• _Records for the task_:
########################################

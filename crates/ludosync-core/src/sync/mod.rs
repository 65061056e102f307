//! Sync engine state primitives

mod grace;
mod settings;
mod watermark;

pub use grace::GraceRegistry;
pub use settings::{SharedSettings, SyncSettings};
pub use watermark::Watermark;
use axum::{
    extract::{rejection::QueryRejection, Query, State},
    http::HeaderMap,
    response::IntoResponse,
    Json,
};
use serde_json::json;
use std::collections::HashMap;
use std::sync::Arc;
use swn_core::Error;
use crate::response::{ApiError, NewsResponse};
use crate::AppState;

pub const DEFAULT_PAGE_SIZE: u32 = 10;
pub const API_KEY_HEADER: &str = "x-api-key";
pub const BANNER: &str = "✅ SmartWorldNews backend is running! Use /api/news to fetch AI-summarized news.";

#[derive(Debug, Default, PartialEq)]
pub struct NewsParams {
    pub q: Option<String>,
    // Kept as text so a malformed value falls back to the default instead of rejecting the request.
    pub page_size: Option<String>,
}

impl NewsParams {
    /// Repeated keys keep their last value; an unparseable query string means no parameters.
    pub fn from_query(query: Result<Query<HashMap<String, String>>, QueryRejection>) -> Self {
        let Ok(Query(mut map)) = query else {
            return Self::default();
        };
        Self {
            q: map.remove("q"),
            page_size: map.remove("pageSize"),
        }
    }
}

/// Reads a page size the way a lenient integer parse does: leading digits
/// count, anything else (including zero) means the default.
pub fn parse_page_size(raw: Option<&str>) -> u32 {
    let Some(raw) = raw else {
        return DEFAULT_PAGE_SIZE;
    };
    let trimmed = raw.trim_start();
    let digits = trimmed.strip_prefix('+').unwrap_or(trimmed);
    let end = digits
        .find(|c: char| !c.is_ascii_digit())
        .unwrap_or(digits.len());
    match digits[..end].parse::<u32>() {
        Ok(size) if size > 0 => size,
        _ => DEFAULT_PAGE_SIZE,
    }
}

pub fn cache_key(query: &str, page_size: u32) -> String {
    format!("news:{}:{}", query, page_size)
}

pub async fn news(
    State(state): State<Arc<AppState>>,
    headers: HeaderMap,
    query: Result<Query<HashMap<String, String>>, QueryRejection>,
) -> Result<Json<NewsResponse>, ApiError> {
    let presented = headers.get(API_KEY_HEADER).and_then(|v| v.to_str().ok());
    if !state.is_authorized(presented) {
        tracing::warn!("Rejected /api/news request with missing or wrong {}", API_KEY_HEADER);
        return Err(Error::Unauthorized.into());
    }

    let params = NewsParams::from_query(query);
    let query = params.q.unwrap_or_default();
    let page_size = parse_page_size(params.page_size.as_deref());
    let key = cache_key(&query, page_size);

    if let Some(articles) = state.cache.get(&key).await {
        tracing::debug!("Cache hit for {}", key);
        return Ok(Json(NewsResponse::ok(articles)));
    }

    tracing::debug!("Cache miss for {}, fetching from {}", key, state.source.name());
    let raw = state.source.fetch(&query, page_size).await?;
    let curated = state.curator.curate(&raw).await;
    state.cache.set(&key, curated.clone()).await;

    Ok(Json(NewsResponse::ok(curated)))
}

pub async fn ping() -> impl IntoResponse {
    Json(json!({ "ok": true }))
}

pub async fn banner() -> &'static str {
    BANNER
}
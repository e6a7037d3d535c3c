pub mod error;
pub mod models;
pub mod source;
pub mod storage;
pub mod types;

pub use error::{Error, Result};
pub use models::{InferenceModel, Prompt};
pub use source::HeadlineSource;
pub use storage::ArticleCache;
pub use types::{CuratedArticle, RawArticle, RawSource};
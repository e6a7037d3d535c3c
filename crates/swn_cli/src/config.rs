use clap::Parser;
use std::net::SocketAddr;
use swn_storage::CacheConfig;
use url::Url;

#[derive(Parser, Debug)]
#[command(author, version, about = "AI-curated news headlines over HTTP", long_about = None)]
pub struct Cli {
    /// Port to listen on
    #[arg(long, env = "PORT", default_value_t = 8080)]
    pub port: u16,

    /// Credential for the headline provider
    #[arg(long, env = "NEWSAPI_KEY", hide_env_values = true)]
    pub newsapi_key: Option<String>,

    /// Headline provider base URL
    #[arg(long, env = "NEWSAPI_URL", default_value = swn_sources::newsapi::DEFAULT_BASE_URL)]
    pub newsapi_url: Url,

    /// Credential for the generative-text provider; without it summaries fall back to descriptions
    #[arg(long, env = "OPENAI_API_KEY", hide_env_values = true)]
    pub openai_api_key: Option<String>,

    /// Generative-text provider base URL
    #[arg(long, env = "OPENAI_URL", default_value = swn_inference::DEFAULT_BASE_URL)]
    pub openai_url: Url,

    #[arg(long, env = "OPENAI_MODEL", default_value = swn_inference::DEFAULT_MODEL)]
    pub openai_model: String,

    /// Shared secret required in the x-api-key header; empty disables the check
    #[arg(long, env = "API_KEY", hide_env_values = true)]
    pub api_key: Option<String>,

    /// Cache entry lifetime in seconds (0 keeps entries forever)
    #[arg(long, env = "CACHE_TTL", default_value_t = 60)]
    pub cache_ttl: u64,
}

impl Cli {
    pub fn listen_addr(&self) -> SocketAddr {
        SocketAddr::from(([0, 0, 0, 0], self.port))
    }

    pub fn cache_config(&self) -> CacheConfig {
        CacheConfig::from_secs(self.cache_ttl)
    }

    pub fn inference_config(&self) -> swn_inference::Config {
        swn_inference::Config {
            api_key: non_empty(&self.openai_api_key),
            model_name: Some(self.openai_model.clone()),
            base_url: Some(self.openai_url.clone()),
        }
    }

    pub fn newsapi_key(&self) -> Option<String> {
        non_empty(&self.newsapi_key)
    }

    pub fn api_key(&self) -> Option<String> {
        non_empty(&self.api_key)
    }
}

fn non_empty(value: &Option<String>) -> Option<String> {
    value.as_ref().filter(|v| !v.is_empty()).cloned()
}
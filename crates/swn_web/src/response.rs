use axum::{
    http::StatusCode,
    response::{IntoResponse, Response},
    Json,
};
use serde::Serialize;
use std::any::Any;
use swn_core::{CuratedArticle, Error};

#[derive(Debug, Serialize)]
pub struct NewsResponse {
    pub success: bool,
    pub articles: Vec<CuratedArticle>,
}

impl NewsResponse {
    pub fn ok(articles: Vec<CuratedArticle>) -> Self {
        Self { success: true, articles }
    }
}

#[derive(Debug, Serialize)]
pub struct ErrorBody {
    pub success: bool,
    pub error: String,
}

/// Handler-boundary error: 401 for a credential mismatch, 500 for anything else.
#[derive(Debug)]
pub struct ApiError(pub Error);

impl From<Error> for ApiError {
    fn from(error: Error) -> Self {
        Self(error)
    }
}

impl IntoResponse for ApiError {
    fn into_response(self) -> Response {
        let status = match self.0 {
            Error::Unauthorized => StatusCode::UNAUTHORIZED,
            _ => StatusCode::INTERNAL_SERVER_ERROR,
        };
        if status.is_server_error() {
            tracing::error!("Error /api/news: {}", self.0);
        }
        let body = ErrorBody {
            success: false,
            error: self.0.to_string(),
        };
        (status, Json(body)).into_response()
    }
}

/// Turns a panic inside a handler into the same 500 shape as any other failure.
pub fn panic_response(panic: Box<dyn Any + Send + 'static>) -> Response {
    let message = if let Some(s) = panic.downcast_ref::<String>() {
        s.clone()
    } else if let Some(s) = panic.downcast_ref::<&str>() {
        s.to_string()
    } else {
        "internal error".to_string()
    };
    tracing::error!("Handler panicked: {}", message);
    let body = ErrorBody {
        success: false,
        error: message,
    };
    (StatusCode::INTERNAL_SERVER_ERROR, Json(body)).into_response()
}
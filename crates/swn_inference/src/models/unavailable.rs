use async_trait::async_trait;
use swn_core::{Error, InferenceModel, Prompt, Result};

/// Stand-in used when no generative-text credential is configured.
#[derive(Debug, Clone, Copy, Default)]
pub struct UnavailableModel;

#[async_trait]
impl InferenceModel for UnavailableModel {
    fn name(&self) -> &str {
        "Unavailable"
    }

    async fn generate(&self, _prompt: &Prompt) -> Result<String> {
        Err(Error::Inference("generative-text API key is not configured".to_string()))
    }
}
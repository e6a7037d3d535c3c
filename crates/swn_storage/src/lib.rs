use std::time::Duration;

pub mod backends;

pub use backends::*;

pub const DEFAULT_TTL: Duration = Duration::from_secs(60);

#[derive(Debug, Clone)]
pub struct CacheConfig {
    /// Lifetime of every entry. Zero means entries never expire.
    pub ttl: Duration,
}

impl Default for CacheConfig {
    fn default() -> Self {
        Self { ttl: DEFAULT_TTL }
    }
}

impl CacheConfig {
    pub fn from_secs(secs: u64) -> Self {
        Self { ttl: Duration::from_secs(secs) }
    }
}

pub mod prelude {
    pub use super::CacheConfig;
    pub use super::backends::*;
}
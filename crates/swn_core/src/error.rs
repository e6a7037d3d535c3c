use thiserror::Error;

#[derive(Error, Debug)]
pub enum Error {
    #[error("Serialization error: {0}")]
    Serialization(#[from] serde_json::Error),

    /// Transport or status failure talking to an upstream provider.
    /// The request URL is stripped before the error is stored.
    #[error("HTTP error: {0}")]
    Http(reqwest::Error),

    /// The provider answered, but its envelope reported a failure.
    #[error("Upstream error: {0}")]
    Upstream(String),

    #[error("Inference error: {0}")]
    Inference(String),

    #[error("Unauthorized")]
    Unauthorized,
}

impl From<reqwest::Error> for Error {
    fn from(error: reqwest::Error) -> Self {
        Error::Http(error.without_url())
    }
}

pub type Result<T> = std::result::Result<T, Error>;
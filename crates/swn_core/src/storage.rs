use async_trait::async_trait;
use crate::types::CuratedArticle;

/// Time-bounded store of curated article lists keyed by request fingerprint.
#[async_trait]
pub trait ArticleCache: Send + Sync {
    /// Returns the stored list unless it is missing or expired.
    async fn get(&self, key: &str) -> Option<Vec<CuratedArticle>>;

    /// Replaces whatever is stored under `key`.
    async fn set(&self, key: &str, articles: Vec<CuratedArticle>);
}
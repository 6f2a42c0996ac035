//! Client-credentials token acquisition.
//!
//! [`TokenProvider`] is the seam the client uses to mint bearer tokens; the default
//! [`ClientCredentialsProvider`] performs a single `grant_type=client_credentials` POST through any
//! [`TokenHttpClient`], sending `client_id`/`client_secret` in the form body. Providers never retry;
//! the caller decides what a failed acquisition means.

pub use oauth2;

// crates.io
use oauth2::{
	AuthType, ClientId, ClientSecret, EndpointNotSet, EndpointSet, HttpClientError,
	RequestTokenError, TokenResponse, TokenUrl,
	basic::{BasicClient, BasicErrorResponse, BasicErrorResponseType, BasicRequestTokenError},
};
// self
use crate::{
	_prelude::*,
	auth::{AccessToken, Credentials},
	error::{ConfigError, TransientError, TransportError},
	http::{ReqwestHttpClient, ResponseMetadata, ResponseMetadataSlot, TokenHttpClient},
	obs::{self, Operation, OperationSpan, Outcome},
	provider::ApiDescriptor,
};

type ConfiguredBasicClient =
	BasicClient<EndpointNotSet, EndpointNotSet, EndpointNotSet, EndpointNotSet, EndpointSet>;

/// Boxed future returned by [`TokenProvider::acquire_token`].
pub type TokenFuture<'a> = Pin<Box<dyn Future<Output = Result<AccessToken>> + 'a + Send>>;

/// Source of bearer tokens.
pub trait TokenProvider
where
	Self: Send + Sync,
{
	/// Mints a new bearer token. Each call performs at most one exchange.
	fn acquire_token(&self) -> TokenFuture<'_>;
}

/// [`TokenProvider`] performing the OAuth 2.0 client-credentials grant.
pub struct ClientCredentialsProvider<C = ReqwestHttpClient>
where
	C: ?Sized + TokenHttpClient,
{
	token_endpoint: Url,
	credentials: Credentials,
	http_client: Arc<C>,
}
impl ClientCredentialsProvider<ReqwestHttpClient> {
	/// Creates a provider backed by a default reqwest transport.
	pub fn new(descriptor: &ApiDescriptor, credentials: Credentials) -> Self {
		Self::with_http_client(descriptor, credentials, ReqwestHttpClient::default())
	}
}
impl<C> ClientCredentialsProvider<C>
where
	C: ?Sized + TokenHttpClient,
{
	/// Creates a provider that reuses the caller-provided transport.
	pub fn with_http_client(
		descriptor: &ApiDescriptor,
		credentials: Credentials,
		http_client: impl Into<Arc<C>>,
	) -> Self {
		Self {
			token_endpoint: descriptor.token_endpoint.clone(),
			credentials,
			http_client: http_client.into(),
		}
	}

	/// Client identifier this provider authenticates as.
	pub fn client_id(&self) -> &str {
		self.credentials.client_id()
	}

	fn oauth_client(&self) -> Result<ConfiguredBasicClient> {
		let token_url = TokenUrl::new(self.token_endpoint.to_string())
			.map_err(|source| ConfigError::InvalidDescriptor { source })?;

		Ok(BasicClient::new(ClientId::new(self.credentials.client_id().to_owned()))
			.set_client_secret(ClientSecret::new(
				self.credentials.client_secret().expose().to_owned(),
			))
			.set_auth_type(AuthType::RequestBody)
			.set_token_uri(token_url))
	}

	async fn exchange(&self) -> Result<AccessToken> {
		let meta = ResponseMetadataSlot::default();
		let instrumented = self.http_client.with_metadata(meta.clone());
		let oauth_client = self.oauth_client()?;
		let result = oauth_client.exchange_client_credentials().request_async(&instrumented).await;
		let meta = meta.take();
		let token = match result {
			Ok(response) => response.access_token().secret().to_owned(),
			// A 200 reply only needs `access_token`; `token_type` may be missing.
			Err(RequestTokenError::Parse(source, body)) if meta_status(meta.as_ref()) == Some(200) =>
				bare_access_token(&body)
					.ok_or(TransientError::TokenResponseParse { source, status: Some(200) })?,
			Err(err) => return Err(map_request_error(meta, err)),
		};

		if token.is_empty() {
			return Err(TransientError::TokenEndpoint {
				message: "Token endpoint returned an empty access token".into(),
				status: meta_status(meta.as_ref()),
				retry_after: None,
			}
			.into());
		}

		Ok(AccessToken::new(token))
	}
}
impl<C> TokenProvider for ClientCredentialsProvider<C>
where
	C: ?Sized + TokenHttpClient,
{
	fn acquire_token(&self) -> TokenFuture<'_> {
		const OPERATION: Operation = Operation::TokenAcquisition;

		let span = OperationSpan::new(OPERATION, "client_credentials");

		obs::record_outcome(OPERATION, Outcome::Attempt);

		Box::pin(async move {
			let result = span.instrument(self.exchange()).await;

			match &result {
				Ok(_) => obs::record_outcome(OPERATION, Outcome::Success),
				Err(err) => {
					obs::record_outcome(OPERATION, Outcome::Failure);
					obs::log_failure(OPERATION, err);
				},
			}

			result
		})
	}
}
impl<C> Debug for ClientCredentialsProvider<C>
where
	C: ?Sized + TokenHttpClient,
{
	fn fmt(&self, f: &mut Formatter) -> FmtResult {
		f.debug_struct("ClientCredentialsProvider")
			.field("token_endpoint", &self.token_endpoint.as_str())
			.field("credentials", &self.credentials)
			.finish()
	}
}

#[derive(Deserialize)]
struct BareTokenResponse {
	access_token: String,
}

fn bare_access_token(body: &[u8]) -> Option<String> {
	serde_json::from_slice::<BareTokenResponse>(body).ok().map(|response| response.access_token)
}

fn map_request_error<E>(
	meta: Option<ResponseMetadata>,
	err: BasicRequestTokenError<HttpClientError<E>>,
) -> Error
where
	E: 'static + Send + Sync + StdError,
{
	let meta_ref = meta.as_ref();

	match err {
		RequestTokenError::ServerResponse(response) =>
			map_server_response_error(response, meta_ref),
		RequestTokenError::Request(error) => map_transport_error(meta_ref, error),
		RequestTokenError::Parse(error, _body) =>
			TransientError::TokenResponseParse { source: error, status: meta_status(meta_ref) }
				.into(),
		RequestTokenError::Other(message) => TransientError::TokenEndpoint {
			message,
			status: meta_status(meta_ref),
			retry_after: meta_retry_after(meta_ref),
		}
		.into(),
	}
}

fn map_server_response_error(
	response: BasicErrorResponse,
	meta: Option<&ResponseMetadata>,
) -> Error {
	let message = match response.error_description() {
		Some(description) => format!("{}: {description}", response.error().as_ref()),
		None => response.error().as_ref().to_owned(),
	};

	match response.error() {
		BasicErrorResponseType::InvalidClient | BasicErrorResponseType::UnauthorizedClient =>
			Error::InvalidClient { reason: message },
		_ => TransientError::TokenEndpoint {
			message,
			status: meta_status(meta),
			retry_after: meta_retry_after(meta),
		}
		.into(),
	}
}

fn map_transport_error<E>(meta: Option<&ResponseMetadata>, err: HttpClientError<E>) -> Error
where
	E: 'static + Send + Sync + StdError,
{
	match err {
		HttpClientError::Reqwest(inner) => TransportError::token_endpoint(*inner).into(),
		HttpClientError::Http(inner) => ConfigError::from(inner).into(),
		HttpClientError::Io(inner) => TransportError::Io(inner).into(),
		HttpClientError::Other(message) => TransientError::TokenEndpoint {
			message: format!("HTTP client error: {message}"),
			status: meta_status(meta),
			retry_after: meta_retry_after(meta),
		}
		.into(),
		_ => TransientError::TokenEndpoint {
			message: "Unknown HTTP client error".into(),
			status: meta_status(meta),
			retry_after: meta_retry_after(meta),
		}
		.into(),
	}
}

fn meta_status(meta: Option<&ResponseMetadata>) -> Option<u16> {
	meta.and_then(|value| value.status)
}

fn meta_retry_after(meta: Option<&ResponseMetadata>) -> Option<time::Duration> {
	meta.and_then(|value| value.retry_after)
}

#[cfg(test)]
mod tests {
	// self
	use super::*;

	fn provider() -> ClientCredentialsProvider {
		let descriptor = ApiDescriptor::builder()
			.token_endpoint(
				Url::parse("https://api.example/oauth/token")
					.expect("Token endpoint fixture should parse."),
			)
			.api_base(Url::parse("https://api.example/v2/").expect("API base fixture should parse."))
			.build()
			.expect("Descriptor fixture should build.");
		let credentials =
			Credentials::new("client-id", "secret").expect("Credentials fixture should be valid.");

		ClientCredentialsProvider::new(&descriptor, credentials)
	}

	#[test]
	fn builds_request_body_oauth_client() {
		let provider = provider();

		assert!(provider.oauth_client().is_ok());
		assert_eq!(provider.client_id(), "client-id");
	}

	#[test]
	fn debug_output_redacts_client_secret() {
		let rendered = format!("{:?}", provider());

		assert!(rendered.contains("client-id"));
		assert!(!rendered.contains("\"secret\""));
	}

	#[test]
	fn bare_access_token_ignores_missing_token_type() {
		assert_eq!(bare_access_token(br#"{"access_token":"minted"}"#).as_deref(), Some("minted"));
		assert_eq!(bare_access_token(br#"{"token":42}"#), None);
		assert_eq!(bare_access_token(b"not json"), None);
	}

	#[test]
	fn transport_errors_map_by_kind() {
		let err = map_transport_error::<std::io::Error>(
			None,
			HttpClientError::Io(std::io::Error::other("reset")),
		);

		assert!(matches!(err, Error::Transport(TransportError::Io(_))));

		let err = map_transport_error::<std::io::Error>(
			Some(&ResponseMetadata { status: Some(502), retry_after: None }),
			HttpClientError::Other("gateway".into()),
		);

		assert!(matches!(
			err,
			Error::Transient(TransientError::TokenEndpoint { status: Some(502), .. })
		));
	}
}
//! Sequential page walk over collection endpoints.

// self
use crate::{
	_prelude::*,
	client::Client,
	ext::{NoProgress, ProgressReporter},
	obs::{self, Operation, OperationSpan, Outcome},
};

/// Largest page the API serves.
pub const MAX_PAGE_SIZE: usize = 100;

/// Page size used for a fetch bounded by `limit` (`0` means unbounded).
pub fn page_size(limit: usize) -> usize {
	if limit > 0 && limit < MAX_PAGE_SIZE { limit } else { MAX_PAGE_SIZE }
}

/// Appends the page parameters to `path`, keeping any query it already carries.
pub fn page_path(path: &str, size: usize, number: usize) -> String {
	let separator = if path.contains('?') { '&' } else { '?' };

	format!("{path}{separator}page[size]={size}&page[number]={number}")
}

/// Knobs for [`Client::fetch_with`].
#[derive(Clone)]
pub struct FetchOptions {
	limit: usize,
	progress: Arc<dyn ProgressReporter>,
	cancellation: CancellationToken,
}
impl FetchOptions {
	/// Unbounded fetch without progress reporting or cancellation.
	pub fn new() -> Self {
		Self {
			limit: 0,
			progress: Arc::new(NoProgress),
			cancellation: CancellationToken::new(),
		}
	}

	/// Caps the number of returned records; `0` keeps the fetch unbounded.
	pub fn limit(mut self, limit: usize) -> Self {
		self.limit = limit;

		self
	}

	/// Receives `(accumulated, total)` after every page.
	pub fn progress(mut self, reporter: impl 'static + ProgressReporter) -> Self {
		self.progress = Arc::new(reporter);

		self
	}

	/// Stops the walk once `cancellation` fires, keeping the pages already received.
	pub fn cancellation(mut self, cancellation: CancellationToken) -> Self {
		self.cancellation = cancellation;

		self
	}
}
impl Default for FetchOptions {
	fn default() -> Self {
		Self::new()
	}
}
impl Debug for FetchOptions {
	fn fmt(&self, f: &mut Formatter) -> FmtResult {
		f.debug_struct("FetchOptions")
			.field("limit", &self.limit)
			.field("cancelled", &self.cancellation.is_cancelled())
			.finish()
	}
}

/// How a fetch ended.
#[derive(Debug)]
pub enum FetchStatus {
	/// Every requested record was received.
	Complete,
	/// A page request failed; later pages were not requested.
	Aborted(Error),
	/// The caller cancelled the fetch.
	Cancelled,
}

/// Records accumulated by a fetch, in server order, and how the fetch ended.
///
/// Records received before a failure or cancellation are kept.
#[derive(Debug)]
pub struct Fetched<T> {
	/// Accumulated records, never more than the requested limit.
	pub records: Vec<T>,
	/// Terminal status of the walk.
	pub status: FetchStatus,
}
impl<T> Fetched<T> {
	fn new(records: Vec<T>, status: FetchStatus) -> Self {
		Self { records, status }
	}

	/// Returns `true` when no page failed and the fetch was not cancelled.
	pub fn is_complete(&self) -> bool {
		matches!(self.status, FetchStatus::Complete)
	}

	/// Drops the status and returns whatever was accumulated.
	pub fn into_records(self) -> Vec<T> {
		self.records
	}

	/// Returns the records of a complete fetch, or the error that ended it early.
	pub fn into_result(self) -> Result<Vec<T>> {
		match self.status {
			FetchStatus::Complete => Ok(self.records),
			FetchStatus::Aborted(err) => Err(err),
			FetchStatus::Cancelled => Err(Error::Cancelled),
		}
	}
}

impl Client {
	/// Fetches every page of `path`, stopping at `limit` records (`0` means unbounded).
	pub async fn fetch<T>(&self, path: &str, limit: usize) -> Fetched<T>
	where
		T: DeserializeOwned,
	{
		self.fetch_with(path, FetchOptions::new().limit(limit)).await
	}

	/// Fetches pages of `path` one at a time as configured by `options`.
	///
	/// The walk stops after the first empty page, once the limit is reached, or once the `x-total`
	/// announced by the server has been received. Without an `x-total` header, a page shorter than
	/// the page size also ends the walk.
	///
	/// Progress is reported after each page is appended, so the first report already counts the
	/// records of page 1 (for example `(100, Some(250))`) rather than starting at `(0, total)`.
	pub async fn fetch_with<T>(&self, path: &str, options: FetchOptions) -> Fetched<T>
	where
		T: DeserializeOwned,
	{
		const OPERATION: Operation = Operation::Fetch;

		let span = OperationSpan::new(OPERATION, "fetch");

		obs::record_outcome(OPERATION, Outcome::Attempt);

		let fetched = span.instrument(self.walk_pages(path, options)).await;

		match &fetched.status {
			FetchStatus::Complete => obs::record_outcome(OPERATION, Outcome::Success),
			FetchStatus::Aborted(err) => {
				obs::record_outcome(OPERATION, Outcome::Failure);
				obs::log_failure(OPERATION, err);
			},
			FetchStatus::Cancelled => obs::record_outcome(OPERATION, Outcome::Failure),
		}

		fetched
	}

	async fn walk_pages<T>(&self, path: &str, options: FetchOptions) -> Fetched<T>
	where
		T: DeserializeOwned,
	{
		let FetchOptions { limit, progress, cancellation } = options;
		let size = page_size(limit);
		let mut records = Vec::new();
		let mut number = 1;

		loop {
			let page = match self.get_with(&page_path(path, size, number), &cancellation).await {
				Ok(response) => response.json::<Vec<T>>().map(|page| (page, response.total())),
				Err(err) => Err(err),
			};
			let (page, announced) = match page {
				Ok(page) => page,
				Err(Error::Cancelled) => return Fetched::new(records, FetchStatus::Cancelled),
				Err(err) => return Fetched::new(records, FetchStatus::Aborted(err)),
			};
			let received = page.len();
			let total = if limit > 0 { Some(limit) } else { announced };

			records.extend(page);

			if limit > 0 {
				records.truncate(limit);
			}

			progress.report(records.len(), total);

			// A short page only marks the end when the server does not announce a total.
			let exhausted = match announced {
				Some(announced) => records.len() >= announced,
				None => received < size,
			};

			if received == 0 || exhausted || (limit > 0 && records.len() >= limit) {
				return Fetched::new(records, FetchStatus::Complete);
			}

			number += 1;
		}
	}
}

#[cfg(test)]
mod tests {
	// self
	use super::*;

	#[test]
	fn page_size_follows_limit_below_the_maximum() {
		assert_eq!(page_size(0), MAX_PAGE_SIZE);
		assert_eq!(page_size(1), 1);
		assert_eq!(page_size(42), 42);
		assert_eq!(page_size(99), 99);
		assert_eq!(page_size(100), MAX_PAGE_SIZE);
		assert_eq!(page_size(250), MAX_PAGE_SIZE);
	}

	#[test]
	fn page_path_picks_the_query_separator() {
		assert_eq!(page_path("users", 100, 1), "users?page[size]=100&page[number]=1");
		assert_eq!(
			page_path("campus/1/users?filter[active]=true", 10, 3),
			"campus/1/users?filter[active]=true&page[size]=10&page[number]=3"
		);
	}

	#[test]
	fn fetched_keeps_partial_records() {
		let fetched =
			Fetched::new(vec![1, 2, 3], FetchStatus::Aborted(Error::from_status(500, "u")));

		assert!(!fetched.is_complete());
		assert!(matches!(fetched.into_result(), Err(Error::Status { status: 500, .. })));

		let cancelled = Fetched::new(vec![1], FetchStatus::Cancelled);

		assert_eq!(cancelled.into_records(), vec![1]);
		assert!(Fetched::new(Vec::<u8>::new(), FetchStatus::Complete).is_complete());
	}
}
// self
use crate::obs::{Operation, Outcome};

/// Records an operation outcome via the global metrics recorder (when enabled).
pub fn record_outcome(operation: Operation, outcome: Outcome) {
	#[cfg(feature = "metrics")]
	{
		metrics::counter!(
			"oauth2_pager_operation_total",
			"operation" => operation.as_str(),
			"outcome" => outcome.as_str()
		)
		.increment(1);
	}

	#[cfg(not(feature = "metrics"))]
	{
		let _ = (operation, outcome);
	}
}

########################################

• _Work to complete_: Copy out each line of the data that holds the string "reported".

• _Answer section_:
    /// The provider answered, but its envelope reported a failure.
	/// Progress is reported after each page is appended, so the first report already counts the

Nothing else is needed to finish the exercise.